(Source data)

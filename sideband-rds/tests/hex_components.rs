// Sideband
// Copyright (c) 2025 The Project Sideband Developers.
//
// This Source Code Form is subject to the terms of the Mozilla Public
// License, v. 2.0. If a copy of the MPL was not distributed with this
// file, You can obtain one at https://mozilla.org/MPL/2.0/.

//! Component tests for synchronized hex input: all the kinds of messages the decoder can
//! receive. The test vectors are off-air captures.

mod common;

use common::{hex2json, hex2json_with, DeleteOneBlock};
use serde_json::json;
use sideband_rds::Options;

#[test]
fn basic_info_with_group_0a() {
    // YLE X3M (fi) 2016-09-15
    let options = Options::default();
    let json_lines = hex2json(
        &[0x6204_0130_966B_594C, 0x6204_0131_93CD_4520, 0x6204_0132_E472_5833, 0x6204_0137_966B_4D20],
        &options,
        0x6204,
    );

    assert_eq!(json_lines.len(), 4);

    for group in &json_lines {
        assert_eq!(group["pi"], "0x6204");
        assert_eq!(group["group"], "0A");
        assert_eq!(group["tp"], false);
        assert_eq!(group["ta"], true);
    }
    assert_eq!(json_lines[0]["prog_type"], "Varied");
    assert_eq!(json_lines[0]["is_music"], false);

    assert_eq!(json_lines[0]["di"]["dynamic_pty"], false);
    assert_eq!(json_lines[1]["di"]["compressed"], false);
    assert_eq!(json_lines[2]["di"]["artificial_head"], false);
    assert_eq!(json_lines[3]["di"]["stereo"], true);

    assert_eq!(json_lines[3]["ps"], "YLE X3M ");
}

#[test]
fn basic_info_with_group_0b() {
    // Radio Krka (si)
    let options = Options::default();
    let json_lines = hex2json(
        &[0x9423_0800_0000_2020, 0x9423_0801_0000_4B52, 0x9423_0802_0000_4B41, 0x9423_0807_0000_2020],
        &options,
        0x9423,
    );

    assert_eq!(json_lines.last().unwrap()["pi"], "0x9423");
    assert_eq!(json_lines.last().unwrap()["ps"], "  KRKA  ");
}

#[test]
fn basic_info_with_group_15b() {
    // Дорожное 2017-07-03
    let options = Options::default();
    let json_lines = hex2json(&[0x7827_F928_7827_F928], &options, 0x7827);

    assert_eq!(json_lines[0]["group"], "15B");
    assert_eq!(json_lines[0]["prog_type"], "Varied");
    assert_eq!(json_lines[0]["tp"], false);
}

**Task requirements**
From the line that has "one at https://mozilla.org/MPL/2.0/." through the line that has "hex2json(&[0x7827_F928_7827_F928], &options, 0x7827);", copy every line exactly as it appears above, and leave out all others.

**Solved exercise**
// file, You can obtain one at https://mozilla.org/MPL/2.0/.

//! Component tests for synchronized hex input: all the kinds of messages the decoder can
//! receive. The test vectors are off-air captures.

mod common;

use common::{hex2json, hex2json_with, DeleteOneBlock};
use serde_json::json;
use sideband_rds::Options;

#[test]
fn basic_info_with_group_0a() {
    // YLE X3M (fi) 2016-09-15
    let options = Options::default();
    let json_lines = hex2json(
        &[0x6204_0130_966B_594C, 0x6204_0131_93CD_4520, 0x6204_0132_E472_5833, 0x6204_0137_966B_4D20],
        &options,
        0x6204,
    );

    assert_eq!(json_lines.len(), 4);

    for group in &json_lines {
        assert_eq!(group["pi"], "0x6204");
        assert_eq!(group["group"], "0A");
        assert_eq!(group["tp"], false);
        assert_eq!(group["ta"], true);
    }
    assert_eq!(json_lines[0]["prog_type"], "Varied");
    assert_eq!(json_lines[0]["is_music"], false);

    assert_eq!(json_lines[0]["di"]["dynamic_pty"], false);
    assert_eq!(json_lines[1]["di"]["compressed"], false);
    assert_eq!(json_lines[2]["di"]["artificial_head"], false);
    assert_eq!(json_lines[3]["di"]["stereo"], true);

    assert_eq!(json_lines[3]["ps"], "YLE X3M ");
}

#[test]
fn basic_info_with_group_0b() {
    // Radio Krka (si)
    let options = Options::default();
    let json_lines = hex2json(
        &[0x9423_0800_0000_2020, 0x9423_0801_0000_4B52, 0x9423_0802_0000_4B41, 0x9423_0807_0000_2020],
        &options,
        0x9423,
    );

    assert_eq!(json_lines.last().unwrap()["pi"], "0x9423");
    assert_eq!(json_lines.last().unwrap()["ps"], "  KRKA  ");
}

#[test]
fn basic_info_with_group_15b() {
    // Дорожное 2017-07-03
    let options = Options::default();
    let json_lines = hex2json(&[0x7827_F928_7827_F928], &options, 0x7827);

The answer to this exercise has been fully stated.